What lines below include the word "logging"? Copy each one.

────

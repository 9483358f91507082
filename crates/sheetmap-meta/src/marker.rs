//! Marker metadata attached to types and fields
//!
//! - [`RootMarker`] tags a type as a schema root.
//! - [`SheetMarker`] tags a root field as a sheet.
//! - [`CellMarker`] tags a field of a sheet (or region) element type as a cell.
//!
//! # Example TOML
//!
//! ```toml
//! [[types.fields]]
//! name = "lines"
//! type = "Vec<Line>"
//!
//! [types.fields.cell]
//! name = "Lines"
//! kind = "region-list"
//! start_x = 0
//! start_y = 4
//! end_x = 5
//! end_y = 4
//! validators = [{ kind = "required" }]
//! ```

use serde::{Deserialize, Serialize};

use crate::kinds::{CellKind, ConvertorKind, ProcessorKind, SheetKind, ValidatorKind};

/// Marks a type as a schema root and gives it a declared name.
#[derive(Debug, Clone, PartialEq, Eq, Serialize, Deserialize)]
pub struct RootMarker {
    pub name: String,
}

impl RootMarker {
    pub fn new(name: impl Into<String>) -> Self {
        Self { name: name.into() }
    }
}

/// Sheet metadata on a root field.
#[derive(Debug, Clone, PartialEq, Eq, Serialize, Deserialize)]
pub struct SheetMarker {
    /// Sheet name in the document
    pub name: String,
    /// First line holding data
    #[serde(default)]
    pub start_line: u32,
    /// First column holding data
    #[serde(default)]
    pub start_column: u32,
    #[serde(default)]
    pub kind: SheetKind,
    /// Processor consulted when a row is absent
    #[serde(default)]
    pub on_missing: ProcessorKind,
}

impl SheetMarker {
    pub fn new(name: impl Into<String>) -> Self {
        Self {
            name: name.into(),
            start_line: 0,
            start_column: 0,
            kind: SheetKind::default(),
            on_missing: ProcessorKind::default(),
        }
    }

    pub fn at(mut self, start_line: u32, start_column: u32) -> Self {
        self.start_line = start_line;
        self.start_column = start_column;
        self
    }

    pub fn with_kind(mut self, kind: SheetKind) -> Self {
        self.kind = kind;
        self
    }

    pub fn with_on_missing(mut self, processor: impl Into<ProcessorKind>) -> Self {
        self.on_missing = processor.into();
        self
    }
}

/// Bounds of a cell, relative to the start position of its sheet.
#[derive(Debug, Clone, Copy, PartialEq, Eq, Hash, Default, Serialize, Deserialize)]
pub struct Region {
    pub start_x: i32,
    pub start_y: i32,
    pub end_x: i32,
    pub end_y: i32,
}

impl Region {
    pub fn new(start_x: i32, start_y: i32, end_x: i32, end_y: i32) -> Self {
        Self {
            start_x,
            start_y,
            end_x,
            end_y,
        }
    }

    /// A region covering exactly one coordinate.
    pub fn single(x: i32, y: i32) -> Self {
        Self::new(x, y, x, y)
    }
}

/// A validator declared on a cell: kind plus an opaque parameter.
#[derive(Debug, Clone, PartialEq, Eq, Serialize, Deserialize)]
pub struct ValidatorDescriptor {
    pub kind: ValidatorKind,
    #[serde(default)]
    pub param: String,
}

/// A convertor declared on a cell: kind plus an opaque parameter.
#[derive(Debug, Clone, PartialEq, Eq, Serialize, Deserialize)]
pub struct ConvertorDescriptor {
    pub kind: ConvertorKind,
    #[serde(default)]
    pub param: String,
}

/// Cell metadata on a field.
#[derive(Debug, Clone, PartialEq, Eq, Default, Serialize, Deserialize)]
pub struct CellMarker {
    /// Cell name in the document
    #[serde(default)]
    pub name: String,
    #[serde(default)]
    pub kind: CellKind,
    #[serde(default)]
    pub start_x: i32,
    #[serde(default)]
    pub start_y: i32,
    #[serde(default)]
    pub end_x: i32,
    #[serde(default)]
    pub end_y: i32,
    #[serde(default)]
    pub position_processor: ProcessorKind,
    #[serde(default)]
    pub mapping_processor: ProcessorKind,
    #[serde(default)]
    pub on_missing: ProcessorKind,
    /// Validators in application order
    #[serde(default)]
    pub validators: Vec<ValidatorDescriptor>,
    /// Convertors in application order
    #[serde(default)]
    pub convertors: Vec<ConvertorDescriptor>,
}

impl CellMarker {
    pub fn new(name: impl Into<String>) -> Self {
        Self {
            name: name.into(),
            ..Self::default()
        }
    }

    pub fn region(&self) -> Region {
        Region::new(self.start_x, self.start_y, self.end_x, self.end_y)
    }

    pub fn with_kind(mut self, kind: CellKind) -> Self {
        self.kind = kind;
        self
    }

    pub fn with_region(mut self, region: Region) -> Self {
        self.start_x = region.start_x;
        self.start_y = region.start_y;
        self.end_x = region.end_x;
        self.end_y = region.end_y;
        self
    }

    pub fn with_position_processor(mut self, processor: impl Into<ProcessorKind>) -> Self {
        self.position_processor = processor.into();
        self
    }

    pub fn with_mapping_processor(mut self, processor: impl Into<ProcessorKind>) -> Self {
        self.mapping_processor = processor.into();
        self
    }

    pub fn with_on_missing(mut self, processor: impl Into<ProcessorKind>) -> Self {
        self.on_missing = processor.into();
        self
    }

    /// Append a validator; validators apply in the order they are added.
    pub fn validator(mut self, kind: ValidatorKind, param: impl Into<String>) -> Self {
        self.validators.push(ValidatorDescriptor {
            kind,
            param: param.into(),
        });
        self
    }

    /// Append a convertor; convertors apply in the order they are added.
    pub fn convertor(mut self, kind: ConvertorKind, param: impl Into<String>) -> Self {
        self.convertors.push(ConvertorDescriptor {
            kind,
            param: param.into(),
        });
        self
    }
}
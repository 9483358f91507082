//! sheetmap CLI
//!
//! Builds, checks and lists spreadsheet schemas described in catalog files.

mod cli;
mod commands;
mod error;
mod logging;

use clap::Parser;
use colored::Colorize;

use cli::{Cli, Commands};
use error::Result;

fn main() {
    if let Err(e) = run() {
        eprintln!("{}: {}", "error".red().bold(), e);
        std::process::exit(1);
    }
}

fn run() -> Result<()> {
    let cli = Cli::parse();

    if let Err(e) = logging::init(cli.verbose) {
        eprintln!("{} {}", "warning:".yellow().bold(), e);
    }
    tracing::debug!("Verbose mode enabled");

    let config = cli.config.as_deref();
    match cli.command {
        Commands::Build {
            catalog,
            root,
            format,
            max_depth,
        } => {
            let options = commands::load_options(config, max_depth)?;
            commands::run_build(&catalog, &root, format, options)
        }
        Commands::Check {
            catalog,
            root,
            max_depth,
        } => {
            let options = commands::load_options(config, max_depth)?;
            commands::run_check(&catalog, root.as_deref(), options)
        }
        Commands::Types { catalog, json } => commands::run_types(&catalog, json),
    }
}
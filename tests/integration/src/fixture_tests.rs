//! Tests over the catalog files in test-fixtures/

use pretty_assertions::assert_eq;
use rstest::rstest;
use sheetmap_core::{Error, SchemaBuilder};
use sheetmap_meta::{DefinitionLoader, TypeCatalog};
use sheetmap_test_utils::catalogs;
use std::path::PathBuf;

/// Path to test-fixtures/catalogs (relative to the workspace root).
fn catalogs_dir() -> PathBuf {
    let manifest_dir = PathBuf::from(env!("CARGO_MANIFEST_DIR"));
    // tests/integration -> ../../test-fixtures
    manifest_dir.join("../../test-fixtures/catalogs")
}

fn load(relative: &str) -> TypeCatalog {
    let path = catalogs_dir().join(relative);
    DefinitionLoader::new()
        .load(&path)
        .unwrap_or_else(|e| panic!("Failed to load fixture {}: {}", path.display(), e))
}

// ==========================================================================
// Fixture Validity Tests
// ==========================================================================

#[test]
fn test_workbook_fixture_matches_code_catalog() {
    assert_eq!(load("workbook.toml"), catalogs::workbook());
}

#[test]
fn test_ledger_split_across_formats_matches_code_catalog() {
    // 01-ledger.yaml holds the root types, 02-entries.json the nested records.
    assert_eq!(load("ledger"), catalogs::nested_regions());
}

#[test]
fn test_broken_directory_skips_unparseable_file() {
    let catalog = load("broken");
    let names: Vec<_> = catalog.iter().map(|def| def.name.as_str()).collect();
    // notes.yaml is truncated and skipped
    assert_eq!(names, vec!["Index", "Entry", "Tree", "Node"]);
}

#[test]
fn test_top_level_directory_does_not_recurse() {
    let catalog = load("");
    assert_eq!(catalog, catalogs::workbook());
}

// ==========================================================================
// Build Tests
// ==========================================================================

#[rstest]
#[case("workbook.toml", "Workbook", 5)]
#[case("ledger", "Ledger", 6)]
fn test_fixture_builds(#[case] fixture: &str, #[case] root: &str, #[case] cells: usize) {
    let catalog = load(fixture);
    let config = SchemaBuilder::new(&catalog).build(root).unwrap();
    assert_eq!(config.cell_count(), cells);
}

#[test]
fn test_broken_roots_fail_with_distinct_errors() {
    let catalog = load("broken");
    let builder = SchemaBuilder::new(&catalog);

    assert!(matches!(
        builder.build("Index"),
        Err(Error::AmbiguousElementType { params: 2, .. })
    ));
    assert!(matches!(
        builder.build("Tree"),
        Err(Error::UnresolvableRecursion { depth: 2, .. })
    ));
}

────

**Output for this exercise**
mod logging;
    if let Err(e) = logging::init(cli.verbose) {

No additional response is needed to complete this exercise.